China Merchant (BUY; TP: S$1.45). We expect the group’s toll revenue and earnings to continue growing steadily as traffic increases along with China’s economic growth. The recently completed Jiurui Expressway acquisition and proposed acquisition of three toll roads in Guangxi Zhuang Autonomous Region should propel the Group’s top and bottom lines in the medium to long term. We project CMHP’s core earnings to grow by over 50% from HK$675m in 2014 to HK$1,043m by 2017F, driven by contribution from these acquisitions. The group’s firm cash flow should support a 7- Sct DPS, which gives an attractive dividend yield of about 5.8%. Strong parental support is evident in the recent rights issue, with the potential for dual listing in Hong Kong as an additional catalyst.

ST Engineering (BUY; TP: S$3.80). ST Engineering is a proxy to recovery in US and Europe, as about 24% of total sales is derived from the US. A stronger US dollar is beneficial to STE's earnings. Orderbook inched up to S$12.4bn at end- 2Q15 from S$12.2bn as of end-1Q15 and covers close to two years of revenue and secures visibility, going forward.

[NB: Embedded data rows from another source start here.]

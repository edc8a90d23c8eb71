//! Vineflower option map handling.
//!
//! The decompiler takes a flat map of short string keys to string values
//! (booleans are passed as "0"/"1"). Defaults are bundled with the binary as
//! a TOML resource; if that resource is malformed we fall back to a hardcoded
//! default set so the tool keeps working.
//!
//! Only the options we actually surface are named here. The full catalogue
//! lives in Vineflower's IFernflowerPreferences; add more keys as needed.

use std::collections::BTreeMap;

use tracing::warn;

/// Short option keys understood by Vineflower.
pub mod keys {
    // Core decompilation options
    pub const DECOMPILE_INNER: &str = "din";
    pub const DECOMPILE_GENERICS: &str = "dgs";
    pub const DECOMPILE_ASSERTIONS: &str = "das";
    pub const DECOMPILE_ENUMS: &str = "den";
    pub const DECOMPILE_PREVIEW: &str = "dpr";
    pub const SWITCH_EXPRESSIONS: &str = "swe";
    pub const PATTERN_MATCHING: &str = "pam";

    // Code quality options
    pub const USE_DEBUG_VAR_NAMES: &str = "udv";
    pub const USE_METHOD_PARAMETERS: &str = "ump";
    pub const REMOVE_EMPTY_RANGES: &str = "rer";
    pub const HIDE_EMPTY_SUPER: &str = "hes";
    pub const HIDE_DEFAULT_CONSTRUCTOR: &str = "hdc";

    // Formatting options
    pub const THREADS: &str = "thr";
    pub const INDENT_STRING: &str = "ind";
}

/// Bundled option defaults, compiled into the binary.
const DEFAULT_OPTIONS_RESOURCE: &str = include_str!("../../resources/default-options.toml");

/// Hardcoded fallback used when the bundled resource fails to parse.
const DEFAULT_OPTIONS: &[(&str, &str)] = &[
    (keys::DECOMPILE_INNER, "1"),
    (keys::DECOMPILE_GENERICS, "1"),
    (keys::DECOMPILE_ASSERTIONS, "1"),
    (keys::DECOMPILE_ENUMS, "1"),
    (keys::DECOMPILE_PREVIEW, "1"),
    (keys::SWITCH_EXPRESSIONS, "1"),
    (keys::PATTERN_MATCHING, "1"),
    (keys::USE_DEBUG_VAR_NAMES, "1"),
    (keys::USE_METHOD_PARAMETERS, "1"),
    (keys::REMOVE_EMPTY_RANGES, "1"),
    (keys::HIDE_EMPTY_SUPER, "1"),
    (keys::HIDE_DEFAULT_CONSTRUCTOR, "1"),
    (keys::INDENT_STRING, "   "),
];

/// Immutable option map handed to every task and to the external adapter.
///
/// Keys iterate in a stable order so the external command line is
/// reproducible across runs.
#[derive(Debug, Clone, Default, PartialEq, Eq)]
pub struct DecompilerOptions {
    values: BTreeMap<String, String>,
}

impl DecompilerOptions {
    /// Load the bundled defaults, falling back to [`DEFAULT_OPTIONS`] when the
    /// resource does not parse.
    pub fn defaults() -> Self {
        match toml::from_str::<BTreeMap<String, String>>(DEFAULT_OPTIONS_RESOURCE) {
            Ok(values) => Self { values },
            Err(e) => {
                warn!("bundled default-options resource is invalid ({e}), using built-in defaults");
                Self::built_in()
            }
        }
    }

    /// The hardcoded fallback set.
    pub fn built_in() -> Self {
        let values = DEFAULT_OPTIONS
            .iter()
            .map(|(k, v)| (k.to_string(), v.to_string()))
            .collect();
        Self { values }
    }

    pub fn get(&self, key: &str) -> Option<&str> {
        self.values.get(key).map(String::as_str)
    }

    pub fn iter(&self) -> impl Iterator<Item = (&str, &str)> {
        self.values.iter().map(|(k, v)| (k.as_str(), v.as_str()))
    }

    pub fn len(&self) -> usize {
        self.values.len()
    }

    pub fn is_empty(&self) -> bool {
        self.values.is_empty()
    }
}

/// Builder with typed setters over the raw option map.
#[derive(Debug, Clone)]
pub struct OptionsBuilder {
    options: DecompilerOptions,
}

impl Default for OptionsBuilder {
    fn default() -> Self {
        Self::new()
    }
}

impl OptionsBuilder {
    /// Start from the bundled defaults.
    pub fn new() -> Self {
        Self {
            options: DecompilerOptions::defaults(),
        }
    }

    /// Set a raw key/value pair, overriding any default.
    pub fn with_option(mut self, key: impl Into<String>, value: impl Into<String>) -> Self {
        self.options.values.insert(key.into(), value.into());
        self
    }

    fn with_flag(self, key: &str, enable: bool) -> Self {
        self.with_option(key, if enable { "1" } else { "0" })
    }

    pub fn with_inner_classes(self, enable: bool) -> Self {
        self.with_flag(keys::DECOMPILE_INNER, enable)
    }

    pub fn with_generics(self, enable: bool) -> Self {
        self.with_flag(keys::DECOMPILE_GENERICS, enable)
    }

    pub fn with_assertions(self, enable: bool) -> Self {
        self.with_flag(keys::DECOMPILE_ASSERTIONS, enable)
    }

    pub fn with_enums(self, enable: bool) -> Self {
        self.with_flag(keys::DECOMPILE_ENUMS, enable)
    }

    pub fn with_preview_features(self, enable: bool) -> Self {
        self.with_flag(keys::DECOMPILE_PREVIEW, enable)
    }

    pub fn with_switch_expressions(self, enable: bool) -> Self {
        self.with_flag(keys::SWITCH_EXPRESSIONS, enable)
    }

    pub fn with_pattern_matching(self, enable: bool) -> Self {
        self.with_flag(keys::PATTERN_MATCHING, enable)
    }

    pub fn with_local_var_names(self, enable: bool) -> Self {
        self.with_flag(keys::USE_DEBUG_VAR_NAMES, enable)
    }

    pub fn with_method_params(self, enable: bool) -> Self {
        self.with_flag(keys::USE_METHOD_PARAMETERS, enable)
    }

    pub fn with_remove_empty_try_catch(self, enable: bool) -> Self {
        self.with_flag(keys::REMOVE_EMPTY_RANGES, enable)
    }

    pub fn with_hide_empty_super(self, enable: bool) -> Self {
        self.with_flag(keys::HIDE_EMPTY_SUPER, enable)
    }

    pub fn with_hide_default_constructor(self, enable: bool) -> Self {
        self.with_flag(keys::HIDE_DEFAULT_CONSTRUCTOR, enable)
    }

    /// Tell the decompiler itself how many threads it may use internally.
    /// Ignored when `thread_count` is zero.
    pub fn with_threads(self, thread_count: usize) -> Self {
        if thread_count > 0 {
            self.with_option(keys::THREADS, thread_count.to_string())
        } else {
            self
        }
    }

    pub fn with_indent(self, indent: impl Into<String>) -> Self {
        self.with_option(keys::INDENT_STRING, indent)
    }

    pub fn build(self) -> DecompilerOptions {
        self.options
    }
}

Though 2Q15 headline numbers were unexciting as the slowdown in commercial vehicle business continued to bite but we expect a better 2H15. Share price decline of 16% from recent highs in April 2015 provides a good entry point for the stock. Higher interim dividend of 5Scts (FY14: 4Scts) shows confidence in management’s ability to deliver steady performance. Dividend yield of 4.5% at current prices looks attractive.


SembCorp Industries (BUY; TP: S$4.10). Share price has corrected >20% since end-April following disappointing 1Q15 results and uninspiring outlook guidance. 2Q15 was decent. While the Singapore power business remains under pressure, we could expect the ramp-up in India power plants to drive sequential improvement. Valuation is undemanding at 9.4x, generating dividend yield of 4.0%.

SIA (BUY; TP: S$12.70). We expect fuel cost savings for SIA to be more substantial from 2H FY15 onwards, which should drive better earnings recovery. We project SIA’s earnings to nearly double to S$616m in FY16. Earnings risk is on the upside if jet fuel stays below US$90/bbl for a sustained period. Our S$12.70 target price is based on 1.1x FY16 P/BV, which is its historical mean and reflects SIA’s improved earnings outlook. With net cash of c.S$3.40 per share, we see its current valuation of 0.9x FY16 P/BV as an attractive entry level for investors.